Errors with Specialization, Generalization & Rules

Errors in Representing Knowledge

In the first lesson of the “Errors in Representing Knowledge” tutorial, we covered errors related to choice of vocabulary and naming of variables and constants.  Now we are going to concentrate on over-generalization, overspecialization, and some errors with formulating rules.

Over-generalization

  When stating knowledge in Cyc, we aim to state rules that are as general as possible, without overgeneralizing.   If a rule is too general, it will result in some false conclusions.  If it is too specific, it fails to draw some conclusions that would be correct and desirable to draw.   Now, the world is a messy place, and so it may not be possible in some cases to write a single rule that captures the whole point at the proper level of generality, but that is the ideal situation.

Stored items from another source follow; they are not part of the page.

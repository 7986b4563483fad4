// src/error.rs
use axum::{http::StatusCode, response::{IntoResponse, Response}, Json};
use serde::Serialize;
use serde_json::json;
use tracing::error;

/// One field-level validation failure, reported back to the client.
#[derive(Debug, Clone, Serialize, PartialEq)]
pub struct FieldError {
    pub field: String,
    pub message: String,
}

#[derive(Debug)]
pub enum AppError {
    DatabaseError(sqlx::Error),
    NotFound(String),
    ValidationError(String),
    InvalidPayload(Vec<FieldError>),
    Conflict(String),
}

impl AppError {
    pub fn not_found(msg: impl Into<String>) -> Self {
        AppError::NotFound(msg.into())
    }

    pub fn validation(msg: impl Into<String>) -> Self {
        AppError::ValidationError(msg.into())
    }

    pub fn conflict(msg: impl Into<String>) -> Self {
        AppError::Conflict(msg.into())
    }
}

impl IntoResponse for AppError {
    fn into_response(self) -> Response {
        let (status, body) = match self {
            AppError::DatabaseError(e) => {
                // Logged here, never leaked to the caller
                error!(error=?e, "Database error");
                (
                    StatusCode::INTERNAL_SERVER_ERROR,
                    json!({ "error": "Database error occurred" }),
                )
            }
            AppError::NotFound(msg) => (StatusCode::NOT_FOUND, json!({ "error": msg })),
            AppError::ValidationError(msg) => (StatusCode::BAD_REQUEST, json!({ "error": msg })),
            AppError::InvalidPayload(details) => (
                StatusCode::BAD_REQUEST,
                json!({ "error": "Validation failed", "details": details }),
            ),
            AppError::Conflict(msg) => (StatusCode::CONFLICT, json!({ "error": msg })),
        };

        (status, Json(body)).into_response()
    }
}

impl From<sqlx::Error> for AppError {
    fn from(err: sqlx::Error) -> Self {
        AppError::DatabaseError(err)
    }
}
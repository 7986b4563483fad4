use chrono::{DateTime, Utc};
use sqlx::FromRow;

#[derive(Debug, FromRow)]
pub struct Product {
    pub id: i64,
    pub sku: String,
    pub name: String,
    pub price: f64,
    pub stock: i64,
    pub created_at: DateTime<Utc>,
}
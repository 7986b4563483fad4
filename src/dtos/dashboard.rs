// src/dtos/dashboard.rs
use serde::Serialize;

use crate::dtos::product::ProductResponse;

#[derive(Debug, Serialize)]
pub struct DashboardSummary {
    pub total_products: i64,
    pub total_orders: i64,
    pub total_revenue: f64,
    pub low_stock_products: Vec<ProductResponse>,
}
// src/handlers/product.rs
use axum::{
    extract::{Path, State},
    http::StatusCode,
    Json,
};
use chrono::Utc;
use sqlx::error::ErrorKind;
use sqlx::Error as SqlxError;
use tracing::instrument;

use crate::dtos::product::{CreateProductRequest, ProductResponse, UpdateProductRequest};
use crate::error::AppError;
use crate::models::product::Product;
use crate::state::AppState;
use crate::validation::validate_payload;

fn map_unique_violation(err: SqlxError, message: &str) -> AppError {
    match err {
        SqlxError::Database(db_err) if matches!(db_err.kind(), ErrorKind::UniqueViolation) => {
            AppError::conflict(message)
        }
        other => other.into(),
    }
}

// GET /products - List all products
#[instrument(skip(state))]
pub async fn get_products(
    State(state): State<AppState>,
) -> Result<Json<Vec<ProductResponse>>, AppError> {
    let products = sqlx::query_as::<_, Product>(
        "SELECT id, sku, name, price, stock, created_at FROM products ORDER BY name",
    )
    .fetch_all(&state.db_pool)
    .await?;

    Ok(Json(products.into_iter().map(ProductResponse::from).collect()))
}

// GET /products/:id - Get single product
#[instrument(skip(state), fields(id))]
pub async fn get_product(
    Path(id): Path<i64>,
    State(state): State<AppState>,
) -> Result<Json<ProductResponse>, AppError> {
    let product = sqlx::query_as::<_, Product>(
        "SELECT id, sku, name, price, stock, created_at FROM products WHERE id = $1",
    )
    .bind(id)
    .fetch_optional(&state.db_pool)
    .await?
    .ok_or_else(|| AppError::not_found("Product not found"))?;

    Ok(Json(ProductResponse::from(product)))
}

// POST /products - Create new product
#[instrument(skip(state, payload))]
pub async fn create_product(
    State(state): State<AppState>,
    Json(payload): Json<CreateProductRequest>,
) -> Result<(StatusCode, Json<ProductResponse>), AppError> {
    validate_payload(&payload)?;

    let product = sqlx::query_as::<_, Product>(
        "INSERT INTO products (sku, name, price, stock, created_at)
         VALUES ($1, $2, $3, $4, $5)
         RETURNING id, sku, name, price, stock, created_at",
    )
    .bind(&payload.sku)
    .bind(&payload.name)
    .bind(payload.price)
    .bind(payload.stock)
    .bind(Utc::now())
    .fetch_one(&state.db_pool)
    .await
    .map_err(|e| map_unique_violation(e, "A product with this SKU already exists"))?;

    Ok((StatusCode::CREATED, Json(ProductResponse::from(product))))
}

// PUT /products/:id - Update product (partial, COALESCE semantics)
#[instrument(skip(state, payload), fields(id))]
pub async fn update_product(
    Path(id): Path<i64>,
    State(state): State<AppState>,
    Json(payload): Json<UpdateProductRequest>,
) -> Result<Json<ProductResponse>, AppError> {
    validate_payload(&payload)?;

    let product = sqlx::query_as::<_, Product>(
        "UPDATE products SET
         sku = COALESCE($1, sku),
         name = COALESCE($2, name),
         price = COALESCE($3, price),
         stock = COALESCE($4, stock)
         WHERE id = $5
         RETURNING id, sku, name, price, stock, created_at",
    )
    .bind(payload.sku)
    .bind(payload.name)
    .bind(payload.price)
    .bind(payload.stock)
    .bind(id)
    .fetch_optional(&state.db_pool)
    .await
    .map_err(|e| map_unique_violation(e, "A product with this SKU already exists"))?
    .ok_or_else(|| AppError::not_found("Product not found"))?;

    Ok(Json(ProductResponse::from(product)))
}

// DELETE /products/:id - Delete product (refused while order history exists)
#[instrument(skip(state), fields(id))]
pub async fn delete_product(
    Path(id): Path<i64>,
    State(state): State<AppState>,
) -> Result<Json<()>, AppError> {
    let referenced: i64 =
        sqlx::query_scalar("SELECT EXISTS(SELECT 1 FROM order_items WHERE product_id = $1)")
            .bind(id)
            .fetch_one(&state.db_pool)
            .await?;

    if referenced != 0 {
        return Err(AppError::conflict(
            "Cannot delete product: it is referenced by existing orders",
        ));
    }

    let result = sqlx::query("DELETE FROM products WHERE id = $1")
        .bind(id)
        .execute(&state.db_pool)
        .await?;

    if result.rows_affected() == 0 {
        return Err(AppError::not_found("Product not found"));
    }

    Ok(Json(()))
}
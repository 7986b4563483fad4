use axum::{routing::get, Router};
use crate::handlers::order::{create_order, get_order, list_orders};
use crate::state::AppState;

pub fn routes() -> Router<AppState> {
    Router::new()
        .route("/orders", get(list_orders).post(create_order))
        .route("/orders/{id}", get(get_order))
}
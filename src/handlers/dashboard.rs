// src/handlers/dashboard.rs
use axum::extract::State;
use axum::Json;

use crate::dtos::dashboard::DashboardSummary;
use crate::dtos::product::ProductResponse;
use crate::error::AppError;
use crate::models::product::Product;
use crate::state::AppState;

/// Products at or above this stock level are not flagged on the dashboard.
pub const LOW_STOCK_THRESHOLD: i64 = 5;

pub async fn get_dashboard_summary(
    State(AppState { db_pool }): State<AppState>,
) -> Result<Json<DashboardSummary>, AppError> {
    let total_products: i64 = sqlx::query_scalar("SELECT COUNT(*) FROM products")
        .fetch_one(&db_pool)
        .await?;

    let total_orders: i64 = sqlx::query_scalar("SELECT COUNT(*) FROM orders")
        .fetch_one(&db_pool)
        .await?;

    let total_revenue: f64 =
        sqlx::query_scalar("SELECT COALESCE(SUM(quantity * unit_price), 0.0) FROM order_items")
            .fetch_one(&db_pool)
            .await?;

    let low_stock = sqlx::query_as::<_, Product>(
        "SELECT id, sku, name, price, stock, created_at FROM products
         WHERE stock < $1 ORDER BY stock, name",
    )
    .bind(LOW_STOCK_THRESHOLD)
    .fetch_all(&db_pool)
    .await?;

    Ok(Json(DashboardSummary {
        total_products,
        total_orders,
        total_revenue,
        low_stock_products: low_stock.into_iter().map(ProductResponse::from).collect(),
    }))
}
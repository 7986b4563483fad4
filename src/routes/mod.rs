pub mod dashboard;
pub mod orders;
pub mod products;

use axum::Router;
use crate::state::AppState;

pub fn create_router() -> Router<AppState> {
    Router::new()
        .merge(products::routes())
        .merge(orders::routes())
        .merge(dashboard::routes())
}
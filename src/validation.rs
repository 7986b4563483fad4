// src/validation.rs
use validator::{Validate, ValidationErrors, ValidationErrorsKind};

use crate::error::{AppError, FieldError};

/// Run derive-based validation and turn failures into field-level 400 details.
pub fn validate_payload<T: Validate>(payload: &T) -> Result<(), AppError> {
    payload.validate().map_err(|errs| {
        let mut details = Vec::new();
        flatten_into(&mut details, "", &errs);
        details.sort_by(|a, b| a.field.cmp(&b.field));
        AppError::InvalidPayload(details)
    })
}

// Walks nested ValidationErrors into flat "items[0].quantity" style paths.
fn flatten_into(out: &mut Vec<FieldError>, prefix: &str, errors: &ValidationErrors) {
    for (field, kind) in errors.errors() {
        let path = if prefix.is_empty() {
            field.to_string()
        } else {
            format!("{prefix}.{field}")
        };
        match kind {
            ValidationErrorsKind::Field(errs) => {
                for err in errs {
                    let message = err
                        .message
                        .as_ref()
                        .map(|m| m.to_string())
                        .unwrap_or_else(|| format!("Invalid value for {path}"));
                    out.push(FieldError { field: path.clone(), message });
                }
            }
            ValidationErrorsKind::Struct(inner) => flatten_into(out, &path, inner),
            ValidationErrorsKind::List(items) => {
                for (index, inner) in items {
                    flatten_into(out, &format!("{path}[{index}]"), inner);
                }
            }
        }
    }
}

Refer to the slide for an example of an overly general rule.  Can you think of counterexamples?   Sure:  Clams and starfish and plants (and a bunch of other living things!) don’t have heads. How would we fix this?  There are many ways to fix this problem; let’s consider one approach.  There are two main groups of critters that all have heads: vertebrates and insects.  Thus we could simply state two separate, more specific rules for these two groups.

Over-generalization

  Refer to the slide for another overly general rule example.  Would this rule apply to mute people or infants?  This rule is fine as a default rule – almost every person does speak some language.  Thus, we can state this rule as a default and then represent exceptions, using #$exceptWhen, for infants and people who are mute, in a coma, etc.

Over-generalization

  Refer to the slide for yet  another overly general rule example.  Homeless people and primitive cultures don’t live in buildings.  Thus, this rule is a good default only if we assume a modern culture.  We could therefore state this rule in a microtheory that makes that assumption and then encodes exceptions for the homeless.

Over-specialization

  Here’s an overly specific rule.  What kinds of related conclusions will it fail to draw?

Over-specialization

It would be a stronger, better rule if we wrote it as “Every organism is younger that its parent(s).”  One can even imagine a further generalization that would cover PartiallyTangibles, along the lines of “every Partially Tangible has a starting date later than the starting date of any actor in its creation.”

Over-specialization: Unnecessary Constraints

  Another way rules can end up overspecialized is with the inclusion of constraints that aren’t necessary for the conclusion to be true. In the
rule on the slide, it doesn’t matter that the mast is part of something that is a sailboat – all masts are rigid, whether or not they are part of something.  Having these unnecessary literals keeps the rule from firing in all the circumstances in which it should.  Remove them, and we have a more powerful rule that can work with partial information.

Non-modular Rules

  Another error made when representing rules is to make them non-modular.  The example on this slide represents a perfectly good rule.  It states that for every sailboat, there exists a thing, which is a mast, and the mast is part of the boat.  But, what if we also wanted to talk about the hull that is part of each sailboat?

Non-modular Rules

  The example given on the slide is not the way to accomplish this.  Nested existentials are to be avoided whenever possible, especially when they are not strictly needed to express the state of the world.  In this case, the existence of the hull doesn’t depend on the existence of the mast, so …

Non-modular Rules

 … we should split up the rule into two independent rules.

Non-modular Rules

  Refer to the slide for another  case of a non-modular rule.  Do you see the problem?

When writing rules that include existentials, it’s important to include only the minimum set of constraints within the existential quantifier;  otherwise, we end up with a rule which overly specifies the existential, thus reducing the applicability of the rule to a smaller set of situations.

Non-modular Rules

  It’s better to split the rule into two.

Summary

This concludes the lesson on Errors with Specialization and Generalization.